>>>>>
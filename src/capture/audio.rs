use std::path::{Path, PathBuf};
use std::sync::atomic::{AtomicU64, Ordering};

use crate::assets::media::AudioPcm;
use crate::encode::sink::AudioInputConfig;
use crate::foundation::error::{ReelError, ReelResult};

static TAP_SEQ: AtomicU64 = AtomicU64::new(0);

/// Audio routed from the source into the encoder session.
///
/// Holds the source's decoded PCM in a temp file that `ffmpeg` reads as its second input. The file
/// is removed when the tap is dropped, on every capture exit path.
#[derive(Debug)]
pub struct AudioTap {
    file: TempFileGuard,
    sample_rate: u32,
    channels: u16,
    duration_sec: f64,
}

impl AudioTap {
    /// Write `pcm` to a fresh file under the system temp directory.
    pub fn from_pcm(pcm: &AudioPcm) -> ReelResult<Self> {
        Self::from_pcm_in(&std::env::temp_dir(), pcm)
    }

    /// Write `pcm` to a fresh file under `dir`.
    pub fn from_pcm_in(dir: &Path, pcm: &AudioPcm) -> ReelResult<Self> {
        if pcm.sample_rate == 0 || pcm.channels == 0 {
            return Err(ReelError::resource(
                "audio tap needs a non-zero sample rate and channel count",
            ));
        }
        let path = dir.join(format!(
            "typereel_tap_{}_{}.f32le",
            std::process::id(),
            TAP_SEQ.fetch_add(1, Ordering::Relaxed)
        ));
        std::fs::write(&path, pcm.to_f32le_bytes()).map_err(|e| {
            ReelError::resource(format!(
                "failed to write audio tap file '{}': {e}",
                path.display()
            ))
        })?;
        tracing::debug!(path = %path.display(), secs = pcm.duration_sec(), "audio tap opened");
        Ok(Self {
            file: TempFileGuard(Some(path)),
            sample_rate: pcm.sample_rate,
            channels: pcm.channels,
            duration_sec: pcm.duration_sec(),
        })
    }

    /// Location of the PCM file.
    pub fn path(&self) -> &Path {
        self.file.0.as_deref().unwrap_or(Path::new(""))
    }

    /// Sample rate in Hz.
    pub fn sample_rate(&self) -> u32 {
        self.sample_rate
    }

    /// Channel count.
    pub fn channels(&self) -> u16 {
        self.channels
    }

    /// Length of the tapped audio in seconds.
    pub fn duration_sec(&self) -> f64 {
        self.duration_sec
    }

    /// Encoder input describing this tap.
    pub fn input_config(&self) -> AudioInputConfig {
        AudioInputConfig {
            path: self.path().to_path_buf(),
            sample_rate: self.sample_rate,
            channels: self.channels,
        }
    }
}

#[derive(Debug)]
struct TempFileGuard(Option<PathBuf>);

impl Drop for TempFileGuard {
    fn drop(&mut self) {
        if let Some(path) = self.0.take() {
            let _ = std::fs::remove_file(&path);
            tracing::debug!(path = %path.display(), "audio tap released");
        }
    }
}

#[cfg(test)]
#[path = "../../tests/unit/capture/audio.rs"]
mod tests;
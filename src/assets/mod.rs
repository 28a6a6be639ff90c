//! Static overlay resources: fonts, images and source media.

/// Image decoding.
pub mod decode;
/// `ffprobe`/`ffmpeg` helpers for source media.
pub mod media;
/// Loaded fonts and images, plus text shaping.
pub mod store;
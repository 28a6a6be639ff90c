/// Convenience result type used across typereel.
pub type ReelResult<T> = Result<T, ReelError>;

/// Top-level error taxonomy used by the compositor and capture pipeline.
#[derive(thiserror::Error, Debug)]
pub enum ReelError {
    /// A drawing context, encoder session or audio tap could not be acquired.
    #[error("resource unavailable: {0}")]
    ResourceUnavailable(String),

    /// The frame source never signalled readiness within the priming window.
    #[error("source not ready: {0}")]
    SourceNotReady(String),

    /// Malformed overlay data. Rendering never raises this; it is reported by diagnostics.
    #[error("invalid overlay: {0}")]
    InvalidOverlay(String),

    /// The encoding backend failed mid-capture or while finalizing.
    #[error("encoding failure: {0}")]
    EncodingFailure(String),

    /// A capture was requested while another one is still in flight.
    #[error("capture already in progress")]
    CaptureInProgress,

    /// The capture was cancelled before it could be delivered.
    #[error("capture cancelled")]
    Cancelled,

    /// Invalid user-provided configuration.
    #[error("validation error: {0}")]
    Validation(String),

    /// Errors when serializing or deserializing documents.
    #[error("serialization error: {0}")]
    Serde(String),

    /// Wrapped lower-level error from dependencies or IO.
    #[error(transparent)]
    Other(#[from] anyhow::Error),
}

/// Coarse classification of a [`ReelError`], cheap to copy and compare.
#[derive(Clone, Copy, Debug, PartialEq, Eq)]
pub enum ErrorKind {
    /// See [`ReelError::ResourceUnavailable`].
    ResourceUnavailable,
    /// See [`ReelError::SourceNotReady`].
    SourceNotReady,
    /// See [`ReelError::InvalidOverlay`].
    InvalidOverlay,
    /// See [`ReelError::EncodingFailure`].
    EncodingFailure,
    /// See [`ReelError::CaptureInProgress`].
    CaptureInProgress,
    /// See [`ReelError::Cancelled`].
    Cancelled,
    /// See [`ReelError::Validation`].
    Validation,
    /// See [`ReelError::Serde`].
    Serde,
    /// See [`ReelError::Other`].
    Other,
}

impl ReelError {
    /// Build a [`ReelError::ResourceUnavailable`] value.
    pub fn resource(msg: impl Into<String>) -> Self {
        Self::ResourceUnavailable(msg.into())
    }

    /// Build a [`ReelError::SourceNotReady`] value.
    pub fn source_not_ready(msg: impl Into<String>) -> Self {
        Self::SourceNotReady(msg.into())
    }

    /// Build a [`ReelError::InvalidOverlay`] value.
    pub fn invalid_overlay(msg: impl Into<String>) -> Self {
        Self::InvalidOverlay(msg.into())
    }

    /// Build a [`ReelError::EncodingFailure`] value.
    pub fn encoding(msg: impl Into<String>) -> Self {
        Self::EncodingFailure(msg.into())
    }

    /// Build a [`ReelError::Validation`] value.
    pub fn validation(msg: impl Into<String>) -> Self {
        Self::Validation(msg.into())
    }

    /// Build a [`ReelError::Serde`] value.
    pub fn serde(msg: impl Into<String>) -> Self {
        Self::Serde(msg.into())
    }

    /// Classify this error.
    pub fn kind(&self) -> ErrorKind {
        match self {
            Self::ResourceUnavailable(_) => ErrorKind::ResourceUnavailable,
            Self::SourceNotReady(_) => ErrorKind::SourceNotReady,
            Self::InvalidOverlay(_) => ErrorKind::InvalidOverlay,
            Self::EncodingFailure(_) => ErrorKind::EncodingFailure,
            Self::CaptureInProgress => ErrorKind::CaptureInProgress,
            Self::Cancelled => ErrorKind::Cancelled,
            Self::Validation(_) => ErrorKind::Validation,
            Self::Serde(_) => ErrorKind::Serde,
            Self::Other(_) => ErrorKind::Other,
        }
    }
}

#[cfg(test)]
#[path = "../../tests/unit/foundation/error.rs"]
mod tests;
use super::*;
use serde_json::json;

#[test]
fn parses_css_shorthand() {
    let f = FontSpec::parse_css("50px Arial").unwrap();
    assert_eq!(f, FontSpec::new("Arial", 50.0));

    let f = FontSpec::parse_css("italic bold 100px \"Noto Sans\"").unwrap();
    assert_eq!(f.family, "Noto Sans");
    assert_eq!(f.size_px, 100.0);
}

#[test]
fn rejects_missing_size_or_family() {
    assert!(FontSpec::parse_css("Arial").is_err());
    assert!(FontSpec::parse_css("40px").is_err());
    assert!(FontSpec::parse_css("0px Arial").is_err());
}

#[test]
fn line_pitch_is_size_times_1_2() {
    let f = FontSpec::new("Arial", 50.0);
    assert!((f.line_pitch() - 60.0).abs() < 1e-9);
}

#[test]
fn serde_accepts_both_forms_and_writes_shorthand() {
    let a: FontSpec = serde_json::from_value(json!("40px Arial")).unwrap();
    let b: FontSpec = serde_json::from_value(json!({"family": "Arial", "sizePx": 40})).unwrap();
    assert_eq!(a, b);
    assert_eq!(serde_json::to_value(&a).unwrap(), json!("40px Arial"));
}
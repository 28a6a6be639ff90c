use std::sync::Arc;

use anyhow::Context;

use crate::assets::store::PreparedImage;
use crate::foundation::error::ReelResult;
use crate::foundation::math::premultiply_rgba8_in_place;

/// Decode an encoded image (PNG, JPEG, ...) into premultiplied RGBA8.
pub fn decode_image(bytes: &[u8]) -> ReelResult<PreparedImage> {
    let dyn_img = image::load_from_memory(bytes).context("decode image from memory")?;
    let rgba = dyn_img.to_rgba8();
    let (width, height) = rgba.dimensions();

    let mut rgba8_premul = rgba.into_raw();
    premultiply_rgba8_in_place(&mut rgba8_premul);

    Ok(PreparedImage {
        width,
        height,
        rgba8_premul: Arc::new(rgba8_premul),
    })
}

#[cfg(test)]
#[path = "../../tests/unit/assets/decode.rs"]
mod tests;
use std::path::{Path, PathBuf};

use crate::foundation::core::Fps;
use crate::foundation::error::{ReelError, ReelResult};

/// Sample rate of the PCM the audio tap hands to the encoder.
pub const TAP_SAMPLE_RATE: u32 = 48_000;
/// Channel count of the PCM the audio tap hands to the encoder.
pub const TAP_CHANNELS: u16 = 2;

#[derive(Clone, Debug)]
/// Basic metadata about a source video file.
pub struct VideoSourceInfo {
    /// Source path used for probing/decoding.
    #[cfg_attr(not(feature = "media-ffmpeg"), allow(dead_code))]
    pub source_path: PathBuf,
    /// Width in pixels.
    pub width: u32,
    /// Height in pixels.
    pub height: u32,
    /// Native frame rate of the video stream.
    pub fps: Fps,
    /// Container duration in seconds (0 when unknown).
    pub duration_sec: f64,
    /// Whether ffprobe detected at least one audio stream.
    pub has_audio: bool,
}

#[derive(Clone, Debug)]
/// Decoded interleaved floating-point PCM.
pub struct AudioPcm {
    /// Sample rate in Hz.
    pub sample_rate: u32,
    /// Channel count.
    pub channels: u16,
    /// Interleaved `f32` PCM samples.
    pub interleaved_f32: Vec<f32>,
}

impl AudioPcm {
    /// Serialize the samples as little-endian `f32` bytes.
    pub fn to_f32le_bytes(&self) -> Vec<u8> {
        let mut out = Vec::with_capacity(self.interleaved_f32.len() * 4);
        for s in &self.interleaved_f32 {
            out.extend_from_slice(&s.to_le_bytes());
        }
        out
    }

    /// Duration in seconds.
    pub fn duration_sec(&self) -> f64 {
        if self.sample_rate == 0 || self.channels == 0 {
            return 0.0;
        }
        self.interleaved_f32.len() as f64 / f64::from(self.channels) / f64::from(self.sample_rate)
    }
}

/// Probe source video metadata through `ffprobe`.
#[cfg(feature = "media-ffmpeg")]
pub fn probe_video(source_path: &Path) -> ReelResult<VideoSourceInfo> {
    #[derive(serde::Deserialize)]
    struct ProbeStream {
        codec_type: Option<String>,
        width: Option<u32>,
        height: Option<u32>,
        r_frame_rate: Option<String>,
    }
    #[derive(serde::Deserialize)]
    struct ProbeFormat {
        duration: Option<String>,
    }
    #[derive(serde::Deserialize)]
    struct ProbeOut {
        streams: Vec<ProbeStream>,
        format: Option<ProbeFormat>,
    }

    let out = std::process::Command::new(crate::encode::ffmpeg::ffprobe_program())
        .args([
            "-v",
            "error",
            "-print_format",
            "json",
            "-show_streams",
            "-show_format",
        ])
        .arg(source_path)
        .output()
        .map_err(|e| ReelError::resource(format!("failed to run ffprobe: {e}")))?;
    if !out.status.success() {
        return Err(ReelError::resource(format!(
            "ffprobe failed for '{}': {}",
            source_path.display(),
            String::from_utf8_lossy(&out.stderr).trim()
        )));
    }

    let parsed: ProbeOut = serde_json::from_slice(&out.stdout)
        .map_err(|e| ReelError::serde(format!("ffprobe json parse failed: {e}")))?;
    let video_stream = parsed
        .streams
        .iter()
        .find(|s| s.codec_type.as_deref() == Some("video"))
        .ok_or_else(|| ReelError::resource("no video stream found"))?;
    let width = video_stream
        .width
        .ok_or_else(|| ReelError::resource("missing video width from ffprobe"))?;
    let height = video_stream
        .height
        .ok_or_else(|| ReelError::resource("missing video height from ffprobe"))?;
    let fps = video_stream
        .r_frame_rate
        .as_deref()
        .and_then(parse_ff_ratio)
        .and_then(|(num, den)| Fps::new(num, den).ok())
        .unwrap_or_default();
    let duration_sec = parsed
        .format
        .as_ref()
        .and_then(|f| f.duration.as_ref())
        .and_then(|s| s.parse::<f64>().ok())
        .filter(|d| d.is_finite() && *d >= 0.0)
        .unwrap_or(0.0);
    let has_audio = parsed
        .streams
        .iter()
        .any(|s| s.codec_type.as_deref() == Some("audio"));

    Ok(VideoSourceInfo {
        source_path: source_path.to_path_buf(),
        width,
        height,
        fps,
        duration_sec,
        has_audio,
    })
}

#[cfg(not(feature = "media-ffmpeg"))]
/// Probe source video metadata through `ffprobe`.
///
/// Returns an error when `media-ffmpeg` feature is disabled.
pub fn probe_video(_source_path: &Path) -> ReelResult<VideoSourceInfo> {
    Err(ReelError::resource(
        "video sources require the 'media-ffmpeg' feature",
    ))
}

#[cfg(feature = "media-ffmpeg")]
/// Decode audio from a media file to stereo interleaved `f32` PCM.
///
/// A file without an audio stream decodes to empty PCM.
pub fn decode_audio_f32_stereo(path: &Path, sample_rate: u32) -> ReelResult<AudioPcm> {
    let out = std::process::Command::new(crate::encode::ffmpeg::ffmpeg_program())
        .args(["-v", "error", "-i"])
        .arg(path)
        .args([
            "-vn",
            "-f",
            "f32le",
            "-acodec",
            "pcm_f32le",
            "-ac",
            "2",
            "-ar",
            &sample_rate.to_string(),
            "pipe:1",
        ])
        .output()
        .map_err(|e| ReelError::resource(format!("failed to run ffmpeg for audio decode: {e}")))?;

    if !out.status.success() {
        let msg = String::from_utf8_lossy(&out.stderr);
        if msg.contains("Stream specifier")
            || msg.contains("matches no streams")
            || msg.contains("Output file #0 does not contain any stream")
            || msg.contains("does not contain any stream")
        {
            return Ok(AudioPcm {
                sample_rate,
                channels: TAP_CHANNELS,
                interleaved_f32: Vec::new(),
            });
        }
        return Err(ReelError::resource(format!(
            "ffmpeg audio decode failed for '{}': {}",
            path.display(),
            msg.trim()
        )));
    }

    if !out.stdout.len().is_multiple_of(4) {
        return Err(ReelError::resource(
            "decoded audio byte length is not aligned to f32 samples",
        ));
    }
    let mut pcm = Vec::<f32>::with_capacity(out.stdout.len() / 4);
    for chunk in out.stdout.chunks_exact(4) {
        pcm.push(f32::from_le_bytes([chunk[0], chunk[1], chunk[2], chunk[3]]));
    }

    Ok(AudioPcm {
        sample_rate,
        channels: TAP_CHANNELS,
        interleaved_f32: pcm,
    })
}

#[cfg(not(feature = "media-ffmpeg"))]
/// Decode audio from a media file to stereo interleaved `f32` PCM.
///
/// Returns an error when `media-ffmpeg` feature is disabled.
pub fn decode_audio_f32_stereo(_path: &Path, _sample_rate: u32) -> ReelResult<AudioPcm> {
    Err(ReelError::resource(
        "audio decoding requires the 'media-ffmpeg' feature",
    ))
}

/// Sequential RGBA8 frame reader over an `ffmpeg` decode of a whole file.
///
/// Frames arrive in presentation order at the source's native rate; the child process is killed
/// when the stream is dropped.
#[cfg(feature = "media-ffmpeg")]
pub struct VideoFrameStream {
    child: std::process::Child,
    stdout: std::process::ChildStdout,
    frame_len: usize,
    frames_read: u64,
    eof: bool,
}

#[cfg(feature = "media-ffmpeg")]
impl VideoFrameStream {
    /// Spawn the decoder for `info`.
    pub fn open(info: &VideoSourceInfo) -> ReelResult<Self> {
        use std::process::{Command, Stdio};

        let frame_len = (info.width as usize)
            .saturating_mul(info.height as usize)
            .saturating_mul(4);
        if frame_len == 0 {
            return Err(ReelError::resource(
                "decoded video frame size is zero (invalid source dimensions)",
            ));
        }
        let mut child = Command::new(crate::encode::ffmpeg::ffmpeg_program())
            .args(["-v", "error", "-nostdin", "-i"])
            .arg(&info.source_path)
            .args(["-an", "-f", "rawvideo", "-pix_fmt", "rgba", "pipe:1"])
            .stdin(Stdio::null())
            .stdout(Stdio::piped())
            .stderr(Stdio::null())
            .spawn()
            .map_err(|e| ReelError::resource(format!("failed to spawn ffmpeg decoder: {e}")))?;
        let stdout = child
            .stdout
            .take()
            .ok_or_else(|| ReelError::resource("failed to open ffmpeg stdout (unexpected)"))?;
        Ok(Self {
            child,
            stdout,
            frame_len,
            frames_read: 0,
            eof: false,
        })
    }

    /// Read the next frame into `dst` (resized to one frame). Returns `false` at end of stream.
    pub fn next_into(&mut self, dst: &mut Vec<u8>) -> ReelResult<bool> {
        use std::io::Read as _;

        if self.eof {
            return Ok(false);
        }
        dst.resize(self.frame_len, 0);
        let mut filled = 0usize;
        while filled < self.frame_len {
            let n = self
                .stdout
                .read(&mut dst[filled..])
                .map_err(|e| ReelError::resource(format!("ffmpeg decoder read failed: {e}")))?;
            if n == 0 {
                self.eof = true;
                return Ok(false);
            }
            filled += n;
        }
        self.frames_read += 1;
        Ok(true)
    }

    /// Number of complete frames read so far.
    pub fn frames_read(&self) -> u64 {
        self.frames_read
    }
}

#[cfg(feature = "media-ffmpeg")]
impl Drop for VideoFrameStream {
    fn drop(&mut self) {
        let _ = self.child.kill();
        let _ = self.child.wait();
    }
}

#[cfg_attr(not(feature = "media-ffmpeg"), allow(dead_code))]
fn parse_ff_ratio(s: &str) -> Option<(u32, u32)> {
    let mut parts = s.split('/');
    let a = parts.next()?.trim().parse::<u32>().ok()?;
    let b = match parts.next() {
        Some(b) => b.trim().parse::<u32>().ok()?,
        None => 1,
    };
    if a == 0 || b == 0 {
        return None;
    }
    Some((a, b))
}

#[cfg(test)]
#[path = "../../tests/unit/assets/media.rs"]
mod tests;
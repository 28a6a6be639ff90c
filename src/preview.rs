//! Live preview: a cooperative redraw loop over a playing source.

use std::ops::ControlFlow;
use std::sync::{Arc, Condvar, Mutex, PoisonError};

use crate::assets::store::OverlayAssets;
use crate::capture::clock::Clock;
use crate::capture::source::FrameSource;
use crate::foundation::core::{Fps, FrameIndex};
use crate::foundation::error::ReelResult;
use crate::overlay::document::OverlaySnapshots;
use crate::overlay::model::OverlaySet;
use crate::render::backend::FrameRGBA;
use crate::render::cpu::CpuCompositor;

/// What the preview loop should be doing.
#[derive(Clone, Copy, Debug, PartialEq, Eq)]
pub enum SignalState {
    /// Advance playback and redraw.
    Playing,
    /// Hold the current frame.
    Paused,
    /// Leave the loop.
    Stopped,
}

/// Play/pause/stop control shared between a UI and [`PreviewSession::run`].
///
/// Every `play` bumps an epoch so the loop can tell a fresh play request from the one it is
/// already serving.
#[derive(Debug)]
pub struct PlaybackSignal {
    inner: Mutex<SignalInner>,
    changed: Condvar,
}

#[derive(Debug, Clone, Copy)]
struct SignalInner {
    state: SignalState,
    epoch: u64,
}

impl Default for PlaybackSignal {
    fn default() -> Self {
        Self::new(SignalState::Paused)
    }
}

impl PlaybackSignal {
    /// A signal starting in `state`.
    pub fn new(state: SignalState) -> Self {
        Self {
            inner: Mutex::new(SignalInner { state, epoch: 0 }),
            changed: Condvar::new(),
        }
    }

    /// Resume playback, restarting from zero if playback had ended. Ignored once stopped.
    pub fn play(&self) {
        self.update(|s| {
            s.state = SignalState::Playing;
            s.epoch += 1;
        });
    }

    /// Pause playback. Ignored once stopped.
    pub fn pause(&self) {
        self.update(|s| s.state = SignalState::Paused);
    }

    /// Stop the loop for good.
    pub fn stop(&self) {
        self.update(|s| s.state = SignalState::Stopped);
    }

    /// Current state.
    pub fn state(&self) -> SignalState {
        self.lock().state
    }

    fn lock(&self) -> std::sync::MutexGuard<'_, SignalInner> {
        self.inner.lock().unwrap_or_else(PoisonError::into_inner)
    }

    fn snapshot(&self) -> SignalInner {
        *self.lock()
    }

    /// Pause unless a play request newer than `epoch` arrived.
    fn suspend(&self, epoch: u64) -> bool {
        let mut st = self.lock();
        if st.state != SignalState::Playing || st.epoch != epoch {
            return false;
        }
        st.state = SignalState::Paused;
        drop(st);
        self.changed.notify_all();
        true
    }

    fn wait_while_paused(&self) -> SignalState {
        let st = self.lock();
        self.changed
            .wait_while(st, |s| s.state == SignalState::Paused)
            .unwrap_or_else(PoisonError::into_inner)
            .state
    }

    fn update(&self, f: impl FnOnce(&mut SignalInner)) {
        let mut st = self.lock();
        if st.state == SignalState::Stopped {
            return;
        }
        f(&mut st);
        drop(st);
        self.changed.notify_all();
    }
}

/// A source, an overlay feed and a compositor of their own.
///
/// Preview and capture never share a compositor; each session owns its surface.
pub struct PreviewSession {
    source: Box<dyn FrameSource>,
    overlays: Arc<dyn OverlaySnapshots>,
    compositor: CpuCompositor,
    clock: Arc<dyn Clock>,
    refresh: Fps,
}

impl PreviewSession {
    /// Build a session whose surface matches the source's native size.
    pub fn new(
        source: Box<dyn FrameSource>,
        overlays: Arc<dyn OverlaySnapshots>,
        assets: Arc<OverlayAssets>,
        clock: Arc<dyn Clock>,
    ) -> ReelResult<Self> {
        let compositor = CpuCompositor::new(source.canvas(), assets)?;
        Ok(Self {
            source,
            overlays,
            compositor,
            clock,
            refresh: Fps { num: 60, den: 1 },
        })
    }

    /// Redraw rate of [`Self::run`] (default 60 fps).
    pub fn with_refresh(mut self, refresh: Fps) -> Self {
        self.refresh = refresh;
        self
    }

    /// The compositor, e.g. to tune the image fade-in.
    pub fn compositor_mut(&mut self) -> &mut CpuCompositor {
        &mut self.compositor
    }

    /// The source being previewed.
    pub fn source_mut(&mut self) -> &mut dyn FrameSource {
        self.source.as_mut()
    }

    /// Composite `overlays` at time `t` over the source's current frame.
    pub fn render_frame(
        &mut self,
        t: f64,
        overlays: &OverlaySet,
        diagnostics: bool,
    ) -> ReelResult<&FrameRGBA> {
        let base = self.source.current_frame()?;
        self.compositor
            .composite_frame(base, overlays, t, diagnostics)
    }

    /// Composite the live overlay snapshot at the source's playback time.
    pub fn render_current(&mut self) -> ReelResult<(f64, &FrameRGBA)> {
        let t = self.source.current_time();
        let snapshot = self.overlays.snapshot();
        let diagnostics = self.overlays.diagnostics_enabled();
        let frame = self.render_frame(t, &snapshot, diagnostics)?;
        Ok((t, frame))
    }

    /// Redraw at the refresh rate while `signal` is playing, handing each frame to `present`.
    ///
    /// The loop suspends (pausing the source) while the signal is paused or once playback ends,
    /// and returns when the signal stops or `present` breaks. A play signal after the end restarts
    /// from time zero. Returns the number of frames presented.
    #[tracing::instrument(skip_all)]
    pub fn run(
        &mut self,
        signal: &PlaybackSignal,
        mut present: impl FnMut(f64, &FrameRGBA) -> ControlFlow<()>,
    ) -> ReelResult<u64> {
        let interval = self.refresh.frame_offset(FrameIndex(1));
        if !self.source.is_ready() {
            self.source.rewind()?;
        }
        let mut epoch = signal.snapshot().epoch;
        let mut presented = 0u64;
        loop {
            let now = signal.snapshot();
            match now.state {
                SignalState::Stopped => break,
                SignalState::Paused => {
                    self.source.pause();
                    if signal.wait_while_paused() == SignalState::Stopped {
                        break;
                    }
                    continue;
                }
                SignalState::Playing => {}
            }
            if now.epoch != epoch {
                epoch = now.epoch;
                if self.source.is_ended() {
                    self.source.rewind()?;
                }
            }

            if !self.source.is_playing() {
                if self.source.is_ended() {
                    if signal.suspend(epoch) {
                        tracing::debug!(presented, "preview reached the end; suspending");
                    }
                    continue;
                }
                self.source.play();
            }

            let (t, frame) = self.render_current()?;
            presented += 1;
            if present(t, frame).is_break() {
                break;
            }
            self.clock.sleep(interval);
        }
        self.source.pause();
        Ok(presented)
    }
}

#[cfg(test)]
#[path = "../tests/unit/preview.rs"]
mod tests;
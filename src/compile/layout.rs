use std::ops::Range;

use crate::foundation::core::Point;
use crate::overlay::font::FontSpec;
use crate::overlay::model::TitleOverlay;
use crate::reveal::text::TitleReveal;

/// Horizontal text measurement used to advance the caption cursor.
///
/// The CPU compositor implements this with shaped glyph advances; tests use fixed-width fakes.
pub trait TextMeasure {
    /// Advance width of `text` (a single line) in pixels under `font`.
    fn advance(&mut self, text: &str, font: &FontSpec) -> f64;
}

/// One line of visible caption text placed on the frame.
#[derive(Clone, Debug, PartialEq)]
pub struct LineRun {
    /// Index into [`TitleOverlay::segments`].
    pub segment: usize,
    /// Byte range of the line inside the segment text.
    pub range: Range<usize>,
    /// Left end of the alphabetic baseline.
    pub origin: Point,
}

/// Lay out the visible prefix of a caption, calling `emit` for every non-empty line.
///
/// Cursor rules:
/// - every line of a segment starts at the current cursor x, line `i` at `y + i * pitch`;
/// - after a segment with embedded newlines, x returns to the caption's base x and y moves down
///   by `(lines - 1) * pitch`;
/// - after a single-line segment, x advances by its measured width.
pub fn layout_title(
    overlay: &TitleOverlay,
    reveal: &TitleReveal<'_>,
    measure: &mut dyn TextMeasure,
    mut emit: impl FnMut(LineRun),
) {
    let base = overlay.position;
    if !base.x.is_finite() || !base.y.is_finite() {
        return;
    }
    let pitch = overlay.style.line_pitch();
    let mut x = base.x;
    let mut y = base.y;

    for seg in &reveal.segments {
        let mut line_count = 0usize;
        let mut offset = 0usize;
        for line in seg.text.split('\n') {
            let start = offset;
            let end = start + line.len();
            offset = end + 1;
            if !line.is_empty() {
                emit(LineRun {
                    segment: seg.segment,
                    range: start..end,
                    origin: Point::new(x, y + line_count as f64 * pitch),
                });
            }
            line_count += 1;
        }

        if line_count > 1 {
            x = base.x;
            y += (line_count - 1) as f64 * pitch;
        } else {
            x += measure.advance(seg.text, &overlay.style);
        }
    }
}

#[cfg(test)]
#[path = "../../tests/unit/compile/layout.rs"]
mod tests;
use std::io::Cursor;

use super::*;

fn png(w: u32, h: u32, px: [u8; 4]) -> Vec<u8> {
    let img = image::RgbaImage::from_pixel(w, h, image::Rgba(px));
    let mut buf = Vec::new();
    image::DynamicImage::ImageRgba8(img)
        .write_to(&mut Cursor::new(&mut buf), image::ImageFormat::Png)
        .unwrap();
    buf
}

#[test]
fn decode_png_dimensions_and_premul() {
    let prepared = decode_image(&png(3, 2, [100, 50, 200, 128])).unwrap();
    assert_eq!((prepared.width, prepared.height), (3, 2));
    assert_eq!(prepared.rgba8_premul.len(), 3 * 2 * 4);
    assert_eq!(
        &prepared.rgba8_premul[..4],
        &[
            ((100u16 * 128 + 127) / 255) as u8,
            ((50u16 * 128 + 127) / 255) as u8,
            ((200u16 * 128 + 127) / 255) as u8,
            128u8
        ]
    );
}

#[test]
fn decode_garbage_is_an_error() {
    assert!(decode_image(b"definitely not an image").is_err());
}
<<<<<
Find the string "Ordering" in the material above. Then copy each line that has it.

**Output below:**
use std::sync::atomic::{AtomicU64, Ordering};
            TAP_SEQ.fetch_add(1, Ordering::Relaxed)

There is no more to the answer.